- **What you are asked to do**
Scan the records for the string "FailureLedger" and copy every line that holds it.

Collected data
•••

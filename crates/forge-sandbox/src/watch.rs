//! Supervisory routines that race the child process
//!
//! Both watchers are plain futures. The executor polls them alongside the
//! child's exit inside one `select!`, so whichever completes first is the
//! only one whose verdict is used.

use std::time::Duration;
use tokio::process::Child;

/// Why a watcher fired
#[derive(Debug, Clone, Copy, PartialEq)]
pub enum WatchVerdict {
    /// Deadline elapsed
    DeadlineElapsed(Duration),
    /// Resident memory exceeded the ceiling (observed MB, ceiling MB)
    MemoryExceeded {
        /// Observed resident set in megabytes
        observed_mb: u64,
        /// Configured ceiling in megabytes
        ceiling_mb: u64,
    },
}

/// Resolve once `timeout` has elapsed.
pub async fn deadline_watcher(timeout: Duration) -> WatchVerdict {
    tokio::time::sleep(timeout).await;
    WatchVerdict::DeadlineElapsed(timeout)
}

/// Resolve once the process's resident set exceeds `ceiling_mb`.
///
/// Samples every `interval`. If the usage cannot be read (process gone, or no
/// procfs on this platform) the poller keeps waiting and the child's own exit
/// wins the race.
pub async fn memory_poller(pid: Option<u32>, ceiling_mb: u64, interval: Duration) -> WatchVerdict {
    let Some(pid) = pid else {
        return std::future::pending().await;
    };
    let mut ticker = tokio::time::interval(interval);
    ticker.set_missed_tick_behavior(tokio::time::MissedTickBehavior::Delay);
    loop {
        ticker.tick().await;
        if let Some(observed_mb) = resident_set_mb(pid) {
            if observed_mb > ceiling_mb {
                return WatchVerdict::MemoryExceeded {
                    observed_mb,
                    ceiling_mb,
                };
            }
        }
    }
}

/// Resident set size of `pid` in megabytes, read from `/proc/<pid>/status`.
#[cfg(target_os = "linux")]
#[must_use]
pub fn resident_set_mb(pid: u32) -> Option<u64> {
    let status = std::fs::read_to_string(format!("/proc/{pid}/status")).ok()?;
    parse_vm_rss_kb(&status).map(|kb| kb / 1024)
}

/// Resident set size is only sampled where procfs is available.
#[cfg(not(target_os = "linux"))]
#[must_use]
pub fn resident_set_mb(_pid: u32) -> Option<u64> {
    None
}

#[cfg_attr(not(target_os = "linux"), allow(dead_code))]
fn parse_vm_rss_kb(status: &str) -> Option<u64> {
    status
        .lines()
        .find_map(|line| line.strip_prefix("VmRSS:"))
        .and_then(|rest| rest.split_whitespace().next())
        .and_then(|kb| kb.parse().ok())
}

/// Kill the child and everything in its process group, then reap it.
///
/// Idempotent: on an already-exited (or already-reaped) child this only
/// returns the recorded status. "No such process" is never an error.
pub async fn terminate(child: &mut Child) -> Option<std::process::ExitStatus> {
    match child.try_wait() {
        Ok(Some(status)) => return Some(status),
        Ok(None) => {}
        Err(e) => {
            tracing::debug!("try_wait before terminate failed: {}", e);
        }
    }

    if let Some(pid) = child.id() {
        kill_process_group(pid);
    }

    if let Err(e) = child.start_kill() {
        tracing::debug!("start_kill ignored: {}", e);
    }

    match child.wait().await {
        Ok(status) => Some(status),
        Err(e) => {
            tracing::warn!("Failed to reap terminated child: {}", e);
            None
        }
    }
}

/// SIGKILL every process in the group led by `pgid`.
///
/// The child is spawned as a group leader, so this also reaches anything it
/// forked. An empty group is not an error.
pub fn kill_process_group(pgid: u32) {
    #[cfg(unix)]
    if let Ok(raw) = i32::try_from(pgid) {
        use nix::sys::signal::{killpg, Signal};
        use nix::unistd::Pid;
        match killpg(Pid::from_raw(raw), Signal::SIGKILL) {
            Ok(()) | Err(nix::errno::Errno::ESRCH) => {}
            Err(e) => tracing::debug!("killpg({}) failed: {}", pgid, e),
        }
    }
    #[cfg(not(unix))]
    let _ = pgid;
}

#[cfg(test)]
mod tests {
    use super::*;

    #[test]
    fn test_parse_vm_rss() {
        let status = "Name:\tpython3\nVmPeak:\t  20000 kB\nVmRSS:\t   10240 kB\nThreads:\t1\n";
        assert_eq!(parse_vm_rss_kb(status), Some(10240));
        assert_eq!(parse_vm_rss_kb("Name:\tzombie\n"), None);
    }

    #[tokio::test]
    async fn test_deadline_watcher_reports_timeout() {
        let verdict = deadline_watcher(Duration::from_millis(10)).await;
        assert_eq!(verdict, WatchVerdict::DeadlineElapsed(Duration::from_millis(10)));
    }

    #[tokio::test]
    async fn test_memory_poller_without_pid_never_fires() {
        let poll = memory_poller(None, 1, Duration::from_millis(5));
        let raced = tokio::time::timeout(Duration::from_millis(50), poll).await;
        assert!(raced.is_err());
    }

    #[cfg(target_os = "linux")]
    #[tokio::test]
    async fn test_memory_poller_fires_on_tiny_ceiling() {
        // Our own test process is certainly above 0 MB resident.
        let pid = std::process::id();
        let verdict = memory_poller(Some(pid), 0, Duration::from_millis(5)).await;
        assert!(matches!(verdict, WatchVerdict::MemoryExceeded { ceiling_mb: 0, .. }));
    }

    #[cfg(unix)]
    #[tokio::test]
    async fn test_terminate_is_idempotent_on_exited_child() {
        let mut child = tokio::process::Command::new("true")
            .spawn()
            .expect("spawn true");
        let first = child.wait().await.expect("wait");
        let second = terminate(&mut child).await;
        let third = terminate(&mut child).await;
        assert_eq!(second, Some(first));
        assert_eq!(third, Some(first));
    }
}
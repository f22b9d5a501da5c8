//! Forge Ledger - failure identity and history
//!
//! - [`fingerprint`]: stable fingerprints for observed failures
//! - [`record`]: per-run [`FailureRecord`]s built from execution outcomes
//! - [`ledger`]: the persistent [`FailureLedger`] with regression queries

pub mod fingerprint;
pub mod ledger;
pub mod record;

pub use fingerprint::{fingerprint, parse_python, Fingerprint, FingerprintError};
pub use ledger::{FailureLedger, LedgerEntry, LedgerError, LedgerResult, LEDGER_FILE_NAME};
pub use record::{FailureRecord, TrivialKind};
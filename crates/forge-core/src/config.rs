//! Forge configuration
//!
//! Loaded once from YAML and passed explicitly to the executor and the
//! controller:
//!
//! ```yaml
//! sandbox:
//!   timeout_sec: 10
//!   max_memory_mb: 512
//!   poll_interval_ms: 100
//!   interpreter: python3
//!   nice_increment: 10
//!   restrictive_umask: true
//! agent:
//!   max_iterations: 10
//!   log_level: info
//!   generator_timeout_sec: 300
//! ```
//!
//! Every field is optional.

use crate::error::ConfigError;
use forge_sandbox::limits::{
    DEFAULT_MEMORY_CEILING_MB, DEFAULT_POLL_INTERVAL, DEFAULT_TIMEOUT,
};
use forge_sandbox::{SandboxConfig, SandboxLimits};
use serde::{Deserialize, Serialize};
use std::path::Path;
use std::time::Duration;

/// Top-level configuration
#[derive(Debug, Clone, PartialEq, Default, Serialize, Deserialize)]
#[serde(default)]
pub struct ForgeConfig {
    /// Executor settings
    pub sandbox: SandboxSettings,
    /// Controller settings
    pub agent: AgentSettings,
}

/// Executor settings
#[derive(Debug, Clone, PartialEq, Serialize, Deserialize)]
#[serde(default)]
pub struct SandboxSettings {
    /// Wall-clock limit per execution, in seconds
    pub timeout_sec: u64,
    /// Resident memory ceiling, in megabytes
    pub max_memory_mb: u64,
    /// Watcher poll interval, in milliseconds
    pub poll_interval_ms: u64,
    /// Interpreter used to run candidates
    pub interpreter: String,
    /// Scheduling priority increment (`None` disables renicing)
    pub nice_increment: Option<u8>,
    /// Install a `0o077` umask during execution
    pub restrictive_umask: bool,
}

impl Default for SandboxSettings {
    fn default() -> Self {
        Self {
            timeout_sec: DEFAULT_TIMEOUT.as_secs(),
            max_memory_mb: DEFAULT_MEMORY_CEILING_MB,
            poll_interval_ms: u64::try_from(DEFAULT_POLL_INTERVAL.as_millis()).unwrap_or(100),
            interpreter: "python3".to_string(),
            nice_increment: Some(10),
            restrictive_umask: true,
        }
    }
}

/// Controller settings
#[derive(Debug, Clone, PartialEq, Serialize, Deserialize)]
#[serde(default)]
pub struct AgentSettings {
    /// Evaluation rounds allowed per run
    pub max_iterations: u32,
    /// Default log filter when `RUST_LOG` is unset
    pub log_level: String,
    /// Time allowed for one generator or repairer call, in seconds
    pub generator_timeout_sec: u64,
}

impl Default for AgentSettings {
    fn default() -> Self {
        Self {
            max_iterations: 10,
            log_level: "info".to_string(),
            generator_timeout_sec: 300,
        }
    }
}

impl ForgeConfig {
    /// Create default configuration
    #[inline]
    #[must_use]
    pub fn new() -> Self {
        Self::default()
    }

    /// Load from a YAML file; a missing file yields defaults.
    ///
    /// # Errors
    /// Returns error if the file cannot be read, is not valid YAML, or holds
    /// out-of-range values
    pub fn load(path: impl AsRef<Path>) -> Result<Self, ConfigError> {
        let path = path.as_ref();
        let text = match std::fs::read_to_string(path) {
            Ok(text) => text,
            Err(e) if e.kind() == std::io::ErrorKind::NotFound => {
                tracing::warn!("Config {} not found, using defaults", path.display());
                return Ok(Self::default());
            }
            Err(source) => {
                return Err(ConfigError::Io {
                    path: path.to_path_buf(),
                    source,
                })
            }
        };
        Self::from_yaml_str(&text)
    }

    /// Parse and validate YAML text.
    ///
    /// # Errors
    /// Returns error on malformed YAML or out-of-range values
    pub fn from_yaml_str(text: &str) -> Result<Self, ConfigError> {
        if text.trim().is_empty() {
            return Ok(Self::default());
        }
        let config: Self = serde_yaml::from_str(text)?;
        config.validate()?;
        Ok(config)
    }

    /// Check value ranges.
    ///
    /// # Errors
    /// Returns [`ConfigError::Invalid`] naming the first bad field
    pub fn validate(&self) -> Result<(), ConfigError> {
        let invalid = |field, reason: &str| {
            Err(ConfigError::Invalid {
                field,
                reason: reason.to_string(),
            })
        };
        if self.sandbox.timeout_sec == 0 {
            return invalid("sandbox.timeout_sec", "must be positive");
        }
        if self.sandbox.max_memory_mb == 0 {
            return invalid("sandbox.max_memory_mb", "must be positive");
        }
        if self.sandbox.poll_interval_ms == 0 || self.sandbox.poll_interval_ms >= 1000 {
            return invalid("sandbox.poll_interval_ms", "must be between 1 and 999");
        }
        if self.sandbox.interpreter.trim().is_empty() {
            return invalid("sandbox.interpreter", "must not be empty");
        }
        if self.agent.max_iterations == 0 {
            return invalid("agent.max_iterations", "must be positive");
        }
        if self.agent.generator_timeout_sec == 0 {
            return invalid("agent.generator_timeout_sec", "must be positive");
        }
        Ok(())
    }

    /// Per-execution limits
    #[must_use]
    pub fn limits(&self) -> SandboxLimits {
        SandboxLimits::new(
            Duration::from_secs(self.sandbox.timeout_sec),
            self.sandbox.max_memory_mb,
        )
        .with_poll_interval(Duration::from_millis(self.sandbox.poll_interval_ms))
    }

    /// Executor configuration
    #[must_use]
    pub fn sandbox_config(&self) -> SandboxConfig {
        SandboxConfig::new()
            .with_interpreter(self.sandbox.interpreter.clone())
            .with_nice_increment(self.sandbox.nice_increment)
            .with_restrictive_umask(self.sandbox.restrictive_umask)
    }

    /// Collaborator timeout
    #[inline]
    #[must_use]
    pub fn generator_timeout(&self) -> Duration {
        Duration::from_secs(self.agent.generator_timeout_sec)
    }

    /// With execution timeout
    #[inline]
    #[must_use]
    pub fn with_timeout_sec(mut self, secs: u64) -> Self {
        self.sandbox.timeout_sec = secs;
        self
    }

    /// With memory ceiling
    #[inline]
    #[must_use]
    pub fn with_max_memory_mb(mut self, mb: u64) -> Self {
        self.sandbox.max_memory_mb = mb;
        self
    }

    /// With interpreter
    #[inline]
    #[must_use]
    pub fn with_interpreter(mut self, interpreter: impl Into<String>) -> Self {
        self.sandbox.interpreter = interpreter.into();
        self
    }

    /// With iteration budget
    #[inline]
    #[must_use]
    pub fn with_max_iterations(mut self, max: u32) -> Self {
        self.agent.max_iterations = max;
        self
    }

    /// With log level
    #[inline]
    #[must_use]
    pub fn with_log_level(mut self, level: impl Into<String>) -> Self {
        self.agent.log_level = level.into();
        self
    }
}
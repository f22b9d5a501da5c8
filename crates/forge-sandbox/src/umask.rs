//! File-creation mode hint
//!
//! A restrictive umask makes files the candidate creates private to the
//! current user. This is a courtesy guard against accidental clutter, NOT a
//! security boundary: the candidate can still write anywhere the user can,
//! open sockets, or reset its own umask.
//!
//! The umask is process-wide. Guards are serialized on one lock so that
//! concurrent executions restore masks in order; hold a guard only around the
//! synchronous spawn, never across an `.await`.

use parking_lot::{const_mutex, Mutex, MutexGuard};

static UMASK_LOCK: Mutex<()> = const_mutex(());

/// Restores the previous umask when dropped
#[derive(Debug)]
pub struct UmaskGuard {
    #[cfg(unix)]
    previous: Option<nix::sys::stat::Mode>,
    // Released after `drop` has restored the mask.
    _serial: Option<MutexGuard<'static, ()>>,
}

impl UmaskGuard {
    /// Install `0o077` if `enabled`, otherwise leave the umask alone
    #[must_use]
    pub fn restrict(enabled: bool) -> Self {
        if !enabled {
            return Self {
                #[cfg(unix)]
                previous: None,
                _serial: None,
            };
        }
        let serial = UMASK_LOCK.lock();
        #[cfg(unix)]
        {
            use nix::sys::stat::{umask, Mode};
            Self {
                previous: Some(umask(Mode::from_bits_truncate(0o077))),
                _serial: Some(serial),
            }
        }
        #[cfg(not(unix))]
        {
            Self {
                _serial: Some(serial),
            }
        }
    }
}

impl Drop for UmaskGuard {
    fn drop(&mut self) {
        #[cfg(unix)]
        if let Some(previous) = self.previous.take() {
            nix::sys::stat::umask(previous);
        }
    }
}

/// Current process umask, read without racing live guards
#[cfg(unix)]
#[must_use]
pub fn current() -> u32 {
    use nix::sys::stat::{umask, Mode};
    let _serial = UMASK_LOCK.lock();
    let mask = umask(Mode::empty());
    umask(mask);
    u32::from(mask.bits())
}
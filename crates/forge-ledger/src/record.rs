//! Per-run failure records

use crate::fingerprint::{fingerprint, Fingerprint};
use forge_sandbox::{ExecutionOutcome, FailureCategory};
use serde::Serialize;

/// Maximum length of an abstract, in characters
pub const ABSTRACT_MAX_CHARS: usize = 100;

/// A failure observed while running one test case
///
/// Only built from a failing outcome, so every field is populated.
#[derive(Debug, Clone, PartialEq, Eq, Serialize)]
pub struct FailureRecord {
    /// Failure fingerprint
    pub fingerprint: Fingerprint,
    /// Human-readable one-line summary
    #[serde(rename = "abstract")]
    pub abstract_text: String,
    /// Offending test-case source
    pub case: String,
    /// Name of the failing test function
    pub test_name: String,
    /// Failure category
    pub category: FailureCategory,
    /// Stable failure label (`NameError`, `TimeoutError`, ...)
    pub label: String,
    /// Raw diagnostic text
    pub diagnostic: String,
}

impl FailureRecord {
    /// Build a record from an outcome, or `None` if the run succeeded.
    ///
    /// `case` is the test-case source the failure is attributed to; it is the
    /// code whose structure goes into the fingerprint.
    #[must_use]
    pub fn from_outcome(outcome: &ExecutionOutcome, test_name: &str, case: &str) -> Option<Self> {
        let failure = outcome.failure()?;
        let label = failure.label();
        let fingerprint = fingerprint(&label, &failure.diagnostic, case);
        let abstract_text = abstract_for(&label, test_name, &failure.diagnostic);
        Some(Self {
            fingerprint,
            abstract_text,
            case: case.to_string(),
            test_name: test_name.to_string(),
            category: failure.category,
            label,
            diagnostic: failure.diagnostic.clone(),
        })
    }

    /// Trivial failure kind, if the diagnostic matches one
    #[inline]
    #[must_use]
    pub fn trivial_kind(&self) -> Option<TrivialKind> {
        TrivialKind::classify(&self.diagnostic)
    }
}

/// Failure shapes simple enough for automatic micro-repair
#[derive(Debug, Clone, Copy, PartialEq, Eq, Hash, Serialize)]
#[serde(rename_all = "kebab-case")]
pub enum TrivialKind {
    /// `SyntaxError`
    MalformedSyntax,
    /// `IndentationError`
    MalformedIndentation,
    /// `NameError`
    UndefinedReference,
}

impl TrivialKind {
    /// Classify a diagnostic, case-insensitively
    #[must_use]
    pub fn classify(diagnostic: &str) -> Option<Self> {
        let lower = diagnostic.to_ascii_lowercase();
        if lower.contains("indentationerror") {
            Some(Self::MalformedIndentation)
        } else if lower.contains("syntaxerror") {
            Some(Self::MalformedSyntax)
        } else if lower.contains("nameerror") {
            Some(Self::UndefinedReference)
        } else {
            None
        }
    }
}

/// `"<label> in <test>: <summary line>"`, truncated to [`ABSTRACT_MAX_CHARS`].
fn abstract_for(label: &str, test_name: &str, diagnostic: &str) -> String {
    let full = format!("{label} in {test_name}: {}", summary_line(diagnostic));
    full.chars().take(ABSTRACT_MAX_CHARS).collect()
}

/// The exception line of a traceback: the last non-empty, non-indented line.
/// Falls back to the first non-empty line.
fn summary_line(diagnostic: &str) -> &str {
    let mut lines = diagnostic.lines().filter(|l| !l.trim().is_empty());
    diagnostic
        .lines()
        .rev()
        .find(|l| !l.trim().is_empty() && !l.starts_with(char::is_whitespace))
        .or_else(|| lines.next())
        .map_or("", str::trim)
}

#[cfg(test)]
mod tests {
    use super::*;
    use pretty_assertions::assert_eq;
    use std::time::Duration;

    const CASE: &str = "def test_sub():\n    assert subtract(3, 1) == 2\n";

    fn runtime_failure(stderr: &str) -> ExecutionOutcome {
        ExecutionOutcome::completed(
            String::new(),
            stderr.to_string(),
            Some(1),
            None,
            Duration::ZERO,
            None,
        )
    }

    #[test]
    fn test_passing_outcome_yields_no_record() {
        let ok = ExecutionOutcome::completed(
            "ok\n".into(),
            String::new(),
            Some(0),
            None,
            Duration::ZERO,
            None,
        );
        assert!(FailureRecord::from_outcome(&ok, "test_sub", CASE).is_none());
    }

    #[test]
    fn test_record_from_name_error() {
        let outcome = runtime_failure(
            "Traceback (most recent call last):\n  File \"candidate.py\", line 9, in <module>\n    test_sub()\nNameError: name 'subtract' is not defined\n",
        );
        let record = FailureRecord::from_outcome(&outcome, "test_sub", CASE).unwrap();
        assert_eq!(record.label, "NameError");
        assert_eq!(
            record.abstract_text,
            "NameError in test_sub: NameError: name 'subtract' is not defined"
        );
        assert_eq!(record.case, CASE);
        assert_eq!(record.category, FailureCategory::Runtime);
        assert_eq!(record.trivial_kind(), Some(TrivialKind::UndefinedReference));
    }

    #[test]
    fn test_abstract_is_truncated() {
        let long = format!("ValueError: {}", "x".repeat(300));
        let record =
            FailureRecord::from_outcome(&runtime_failure(&long), "test_sub", CASE).unwrap();
        assert_eq!(record.abstract_text.chars().count(), ABSTRACT_MAX_CHARS);
        assert!(record.abstract_text.starts_with("ValueError in test_sub: ValueError: xxx"));
    }

    #[test]
    fn test_same_failure_same_fingerprint() {
        let stderr = "AssertionError\n";
        let a = FailureRecord::from_outcome(&runtime_failure(stderr), "test_sub", CASE).unwrap();
        let b = FailureRecord::from_outcome(&runtime_failure(stderr), "test_sub", CASE).unwrap();
        assert_eq!(a.fingerprint, b.fingerprint);
    }

    #[test]
    fn test_trivial_kind_classification() {
        assert_eq!(
            TrivialKind::classify("  File \"x\"\nIndentationError: unexpected indent"),
            Some(TrivialKind::MalformedIndentation)
        );
        assert_eq!(
            TrivialKind::classify("syntaxerror: invalid syntax"),
            Some(TrivialKind::MalformedSyntax)
        );
        assert_eq!(TrivialKind::classify("NAMEERROR"), Some(TrivialKind::UndefinedReference));
        assert_eq!(TrivialKind::classify("TypeError: bad operand"), None);
        assert_eq!(TrivialKind::classify("TimeoutError: execution exceeded 1.0s"), None);
    }

    #[test]
    fn test_summary_line_prefers_exception_line() {
        assert_eq!(summary_line("single line"), "single line");
        assert_eq!(summary_line("    only indented\n"), "only indented");
        assert_eq!(summary_line(""), "");
    }
}
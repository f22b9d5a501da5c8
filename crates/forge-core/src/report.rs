//! Verification report
//!
//! Plain-text summary written to `verification_report.txt` when a run ends.

use crate::state::Phase;
use serde::Serialize;
use std::fmt::Write as _;
use std::path::{Path, PathBuf};
use std::time::Duration;

/// Result of one test case in the last evaluated round
#[derive(Debug, Clone, PartialEq, Eq, Serialize)]
pub struct CaseResult {
    /// Test function name
    pub test_name: String,
    /// Whether the case passed
    pub passed: bool,
    /// Failure label, when failed
    pub label: Option<String>,
    /// Failure abstract, when failed
    pub summary: Option<String>,
    /// Time spent executing
    #[serde(serialize_with = "serialize_millis")]
    pub elapsed: Duration,
}

/// Final state of a run
#[derive(Debug, Clone, Serialize)]
pub struct RunReport {
    /// Project root
    pub project: PathBuf,
    /// Final phase
    pub phase: Phase,
    /// Evaluation rounds performed
    pub iterations: u32,
    /// Budget slots consumed
    pub budget_spent: u32,
    /// Budget limit
    pub budget_limit: u32,
    /// Per-case results of the last round
    pub cases: Vec<CaseResult>,
    /// Abstracts of regressions seen in the last round
    pub regressions: Vec<String>,
    /// Ledger entries still open
    pub open_failures: usize,
}

impl RunReport {
    /// Number of passing cases
    #[must_use]
    pub fn passed_count(&self) -> usize {
        self.cases.iter().filter(|c| c.passed).count()
    }

    /// Render as plain text
    #[must_use]
    pub fn render_text(&self) -> String {
        let mut out = String::new();
        let _ = writeln!(out, "=== Forge Verification Report ===\n");
        let _ = writeln!(out, "Project: {}", self.project.display());
        let _ = writeln!(out, "Iterations: {}", self.iterations);
        let _ = writeln!(out, "Budget: {} of {} spent", self.budget_spent, self.budget_limit);
        let _ = writeln!(
            out,
            "Test cases: {} passed, {} failed",
            self.passed_count(),
            self.cases.len() - self.passed_count()
        );
        let _ = writeln!(out, "Open ledger entries: {}", self.open_failures);

        if !self.cases.is_empty() {
            let _ = writeln!(out, "\n=== Test Cases ===");
            for case in &self.cases {
                let status = if case.passed { "PASS" } else { "FAIL" };
                let _ = write!(
                    out,
                    "[{status}] {} ({} ms)",
                    case.test_name,
                    case.elapsed.as_millis()
                );
                if let Some(summary) = &case.summary {
                    let _ = write!(out, " - {summary}");
                }
                out.push('\n');
            }
        }

        if !self.regressions.is_empty() {
            let _ = writeln!(out, "\n=== Regressions ===");
            for (i, r) in self.regressions.iter().enumerate() {
                let _ = writeln!(out, "{}. {r}", i + 1);
            }
        }

        let _ = writeln!(out, "\n=== Result: {} ===", self.phase);
        out
    }

    /// Write the rendered report to `path`.
    ///
    /// # Errors
    /// Returns error if the file cannot be written
    pub async fn write_to(&self, path: &Path) -> std::io::Result<()> {
        tokio::fs::write(path, self.render_text()).await
    }
}

fn serialize_millis<S: serde::Serializer>(d: &Duration, s: S) -> Result<S::Ok, S::Error> {
    s.serialize_u64(u64::try_from(d.as_millis()).unwrap_or(u64::MAX))
}

#[cfg(test)]
mod tests {
    use super::*;

    fn report(phase: Phase) -> RunReport {
        RunReport {
            project: PathBuf::from("/tmp/calc"),
            phase,
            iterations: 2,
            budget_spent: 3,
            budget_limit: 10,
            cases: vec![
                CaseResult {
                    test_name: "test_add".into(),
                    passed: true,
                    label: None,
                    summary: None,
                    elapsed: Duration::from_millis(12),
                },
                CaseResult {
                    test_name: "test_sub".into(),
                    passed: false,
                    label: Some("NameError".into()),
                    summary: Some("NameError in test_sub: NameError: name 'subtract' is not defined".into()),
                    elapsed: Duration::from_millis(9),
                },
            ],
            regressions: vec!["NameError in test_sub".into()],
            open_failures: 1,
        }
    }

    #[test]
    fn test_render_lists_each_case() {
        let text = report(Phase::Failed).render_text();
        assert!(text.contains("Iterations: 2\n"));
        assert!(text.contains("Budget: 3 of 10 spent"));
        assert!(text.contains("1 passed, 1 failed"));
        assert!(text.contains("[PASS] test_add (12 ms)"));
        assert!(text.contains("[FAIL] test_sub (9 ms) - NameError in test_sub"));
        assert!(text.contains("=== Regressions ===\n1. NameError in test_sub"));
        assert!(text.trim_end().ends_with("=== Result: FAILED ==="));
    }

    #[tokio::test]
    async fn test_write_to_file() {
        let dir = tempfile::tempdir().unwrap();
        let path = dir.path().join("verification_report.txt");
        report(Phase::Pass).write_to(&path).await.unwrap();
        let text = std::fs::read_to_string(path).unwrap();
        assert!(text.contains("Result: PASS"));
    }
}
//! Controller phases and the iteration budget

use crate::error::ControllerError;
use serde::Serialize;
use std::fmt;

/// Phase of a project run
#[derive(Debug, Clone, Copy, PartialEq, Eq, Hash, Serialize)]
#[serde(rename_all = "SCREAMING_SNAKE_CASE")]
pub enum Phase {
    /// Requirements and tests not yet frozen
    Negotiating,
    /// Actively iterating on candidates
    Coding,
    /// Every test case passed (terminal)
    Pass,
    /// Budget exhausted without passing (terminal)
    Failed,
}

impl Phase {
    /// Check if phase is terminal
    #[inline]
    #[must_use]
    pub fn is_terminal(&self) -> bool {
        matches!(self, Self::Pass | Self::Failed)
    }

    /// Upper-case name, as shown in reports
    #[inline]
    #[must_use]
    pub fn as_str(&self) -> &'static str {
        match self {
            Self::Negotiating => "NEGOTIATING",
            Self::Coding => "CODING",
            Self::Pass => "PASS",
            Self::Failed => "FAILED",
        }
    }
}

impl fmt::Display for Phase {
    fn fmt(&self, f: &mut fmt::Formatter<'_>) -> fmt::Result {
        f.write_str(self.as_str())
    }
}

/// Phases reachable from `from` in one step
#[must_use]
pub fn allowed_transitions(from: Phase) -> &'static [Phase] {
    match from {
        Phase::Negotiating => &[Phase::Coding],
        Phase::Coding => &[Phase::Pass, Phase::Failed],
        Phase::Pass | Phase::Failed => &[],
    }
}

/// Validates a phase transition.
///
/// # Errors
/// Returns [`ControllerError::IllegalTransition`] for anything not listed by
/// [`allowed_transitions`]
pub fn validate_transition(from: Phase, to: Phase) -> Result<(), ControllerError> {
    if allowed_transitions(from).contains(&to) {
        Ok(())
    } else {
        Err(ControllerError::IllegalTransition { from, to })
    }
}

/// Shared cap on evaluation rounds.
///
/// Every evaluation round spends one slot, whether it was started by the
/// outer driver or by a successful micro-repair. Failed generation attempts
/// spend one too.
#[derive(Debug, Clone, Copy, PartialEq, Eq, Serialize)]
pub struct IterationBudget {
    limit: u32,
    spent: u32,
}

impl IterationBudget {
    /// Budget of `limit` slots
    #[inline]
    #[must_use]
    pub fn new(limit: u32) -> Self {
        Self { limit, spent: 0 }
    }

    /// Spend one slot; `false` if none remain
    #[inline]
    pub fn try_consume(&mut self) -> bool {
        if self.spent < self.limit {
            self.spent += 1;
            true
        } else {
            false
        }
    }

    /// Slots left
    #[inline]
    #[must_use]
    pub fn remaining(&self) -> u32 {
        self.limit - self.spent
    }

    /// Check if at least one slot is left
    #[inline]
    #[must_use]
    pub fn has_remaining(&self) -> bool {
        self.spent < self.limit
    }

    /// Slots spent so far
    #[inline]
    #[must_use]
    pub fn spent(&self) -> u32 {
        self.spent
    }

    /// Total slots
    #[inline]
    #[must_use]
    pub fn limit(&self) -> u32 {
        self.limit
    }
}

•••

- **Answer box**
//! - [`ledger`]: the persistent [`FailureLedger`] with regression queries
pub use ledger::{FailureLedger, LedgerEntry, LedgerError, LedgerResult, LEDGER_FILE_NAME};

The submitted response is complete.